Voor kleine open bodemenergiesystemen, die vóór 1 januari 2015 zijn geïnstalleerd en gemeld bij Gedeputeerde Staten, blijft de vrijstelling van de vergunningplicht gelden. Het gaat om systemen die zijn gemeld op grond van artikel 6.11, eerste lid van het Waterbesluit of op grond van artikel 15b van de Grondwaterwet.

Het algemene voorschrift in artikel 12.2.3 lid 2 voor het onderhoud aan bestaande kleine open systemen is opgenomen om verontreiniging van bodem en grondwater te voorkomen.

Om beschadiging van waterscheidende bodemlagen te voorkomen mag het ondergrondse deel van een bodemenergiesysteem na beëindiging van het gebruik niet worden verwijderd. De buizen moeten zodanig met een waterondoorlatend materiaal worden gevuld dat de werking van de afsluitende lagen zoveel mogelijk wordt hersteld. Hoe dit moet gebeuren is aangegeven in het protocol 2101 Mechanisch boren. Hierin staat ook met welk materiaal de doorboring na de buitengebruikstelling moet worden afgewerkt. Hiervoor kunnen ook andere materialen dan klei worden gebruikt.

Titel 12.3 Inwerkingtreding

Artikel 12.3.1. regelt de inwerkingtreding van de verordening.

Titel 12.4 Citeertitel

Artikel 12.4.1. regelt de wijze van citeren van deze verordening.

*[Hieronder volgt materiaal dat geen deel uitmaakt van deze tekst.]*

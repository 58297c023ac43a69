use chrono::{DateTime, Utc};
use rand::Rng;
use sea_orm::ActiveValue::NotSet;
use sea_orm::sea_query::Expr;
use sea_orm::{
    ActiveModelTrait, ColumnTrait, ConnectionTrait, EntityTrait, QueryFilter, Set,
    TransactionTrait,
};
use uuid::Uuid;

use crate::{
    audit::{self, AuditAction},
    dto::{cart::CartView, checkout::ShippingRequest, orders::OrderWithItems},
    entity::{
        order_items::ActiveModel as OrderItemActive,
        orders::{ActiveModel as OrderActive, Model as OrderModel},
        products::{Column as ProdCol, Entity as Products},
    },
    error::{AppError, AppResult},
    middleware::auth::AuthUser,
    pricing::{OrderDraft, ProductId, ShippingInfo, finalize_checkout, price_cart},
    response::ApiResponse,
    services::{
        cart_service::{build_view, edit_session},
        order_service::{ShippingStatus, order_with_items},
        product_service::CatalogSnapshot,
        promotion_service, session_store,
    },
    state::AppState,
};

/// Opaque, practically unique shipment reference.
pub fn generate_tracking_number(now: DateTime<Utc>) -> String {
    let suffix: u16 = rand::thread_rng().gen_range(0..1000);
    format!("TRK{}{:03}", now.timestamp_millis(), suffix)
}

pub async fn set_shipping(
    state: &AppState,
    user: &AuthUser,
    payload: ShippingRequest,
) -> AppResult<ApiResponse<CartView>> {
    let shipping: ShippingInfo = payload.into();
    let view = edit_session(state, user, |session| session.set_shipping(shipping)).await?;

    audit::record(
        &state.pool,
        Some(user.user_id),
        AuditAction::ShippingUpdate,
        serde_json::json!({ "stage": view.stage.as_str() }),
    )
    .await;

    Ok(ApiResponse::item("Shipping saved", view))
}

/// Price the cart strictly (a stale promotion code is an error here) and mark
/// the session reviewed.
pub async fn review(state: &AppState, user: &AuthUser) -> AppResult<ApiResponse<CartView>> {
    let txn = state.orm.begin().await?;
    let mut session = session_store::load_for_update(&txn, user.user_id).await?;
    if let Some(code) = session.promotion_code() {
        promotion_service::resolve_promotion(&txn, code, Utc::now(), false).await?;
    }
    session.review()?;

    let view = build_view(&txn, &session).await?;
    session_store::save(&txn, user.user_id, &session).await?;
    txn.commit().await?;
    Ok(ApiResponse::item("Review your order", view))
}

/// Persist the reviewed checkout as one transaction.
///
/// Order, items, stock decrements, the promotion redemption and the cleared
/// session commit together. On any error the transaction is rolled back and
/// the stored session is still `reviewed`, so the user can retry.
pub async fn confirm(state: &AppState, user: &AuthUser) -> AppResult<ApiResponse<OrderWithItems>> {
    let txn = state.orm.begin().await?;
    let now = Utc::now();

    // Serializes concurrent confirms for the same user.
    let mut session = session_store::load_for_update(&txn, user.user_id).await?;
    let shipping = session.ensure_confirmable()?.clone();

    let ids: Vec<ProductId> = session.lines().iter().map(|line| line.product_id).collect();
    let catalog = CatalogSnapshot::load(&txn, &ids, true).await?;
    let promotion = match session.promotion_code() {
        Some(code) => Some(promotion_service::resolve_promotion(&txn, code, now, true).await?),
        None => None,
    };

    let priced = price_cart(session.lines(), &catalog, promotion.as_ref())?;
    let draft = finalize_checkout(&priced, &shipping, generate_tracking_number(now))?;

    for item in &draft.items {
        let result = Products::update_many()
            .col_expr(ProdCol::Stock, Expr::col(ProdCol::Stock).sub(item.quantity))
            .filter(ProdCol::Id.eq(item.product_id))
            .filter(ProdCol::Stock.gte(item.quantity))
            .exec(&txn)
            .await?;
        if result.rows_affected == 0 {
            let name = catalog
                .get(item.product_id)
                .map_or_else(|| item.product_id.to_string(), |p| p.name.clone());
            return Err(AppError::Conflict(format!("Insufficient stock for {name}")));
        }
    }

    if let Some(promotion_id) = draft.promotion_id {
        promotion_service::record_redemption(&txn, promotion_id).await?;
    }

    let order = insert_order(&txn, user.user_id, &draft).await?;
    let order_id = order.id;

    session.confirm()?;
    session.clear()?;
    session_store::save(&txn, user.user_id, &session).await?;

    let data = order_with_items(&txn, order).await?;

    txn.commit().await?;

    tracing::info!(
        user_id = %user.user_id,
        order_id = %order_id,
        total = %draft.total,
        discount = %draft.discount_amount,
        "checkout confirmed"
    );
    audit::record(
        &state.pool,
        Some(user.user_id),
        AuditAction::CheckoutConfirm,
        serde_json::json!({
            "order_id": order_id,
            "tracking_number": draft.tracking_number,
            "promotion_id": draft.promotion_id,
        }),
    )
    .await;

    Ok(ApiResponse::item("Checkout success", data))
}

async fn insert_order<C: ConnectionTrait>(
    conn: &C,
    user_id: Uuid,
    draft: &OrderDraft,
) -> AppResult<OrderModel> {
    let order = OrderActive {
        id: Set(Uuid::new_v4()),
        user_id: Set(user_id),
        subtotal: Set(draft.subtotal),
        discount_amount: Set(draft.discount_amount),
        total: Set(draft.total),
        promotion_id: Set(draft.promotion_id),
        shipping_address: Set(draft.shipping.address.clone()),
        shipping_city: Set(draft.shipping.city.clone()),
        shipping_zip: Set(draft.shipping.zip.clone()),
        shipping_country: Set(draft.shipping.country.clone()),
        tracking_number: Set(draft.tracking_number.clone()),
        shipping_status: Set(ShippingStatus::Pending.as_str().to_string()),
        created_at: NotSet,
        updated_at: NotSet,
    }
    .insert(conn)
    .await?;

    for item in &draft.items {
        OrderItemActive {
            id: Set(Uuid::new_v4()),
            order_id: Set(order.id),
            product_id: Set(item.product_id),
            quantity: Set(item.quantity),
            unit_price: Set(item.unit_price),
            line_total: Set(item.line_total),
            created_at: NotSet,
        }
        .insert(conn)
        .await?;
    }

    Ok(order)
}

Titel 12.5 Actualisatie Omgevingsverordening

Artikelsgewijze toelichting

Artikel 12.5.1 Kennelijke onvolkomenheden

Dit artikel regelt de bevoegdheid voor GS om de tekst van de Omgevingsverordening en de bijbehorende kaarten te corrigeren als blijkt dat er sprake is van kennelijke onjuistheden in de tekst of de begrenzing van gebieden.


Noot
2

Voor meer informatie zie: De vitale coalitie van de provincie Overijssel (2008).

Noot
1)

‘Kapitaalintensieve functies’ zijn functies die om hoge investeringskosten vragen per vierkante meter, zoals woonwijken, bedrijventerreinen, glastuinbouwgebieden;

Noot
2

GVE staat voor GrootVee-Eenheid = één melkkoe van 450 kilogram.

Noot
1)

Wijziging van het Besluit burgerluchthavens en de Regeling Toezicht Luchtvaart, Staatsblad nr. 120, d.d. 16 maart 2016

Noot
2

Ministerie van Infrastructuur & Milieu, Informatiebulletin lasers en lichten met hoge intensiteit in relatie tot luchtvaart, d.d.10 juli 2012.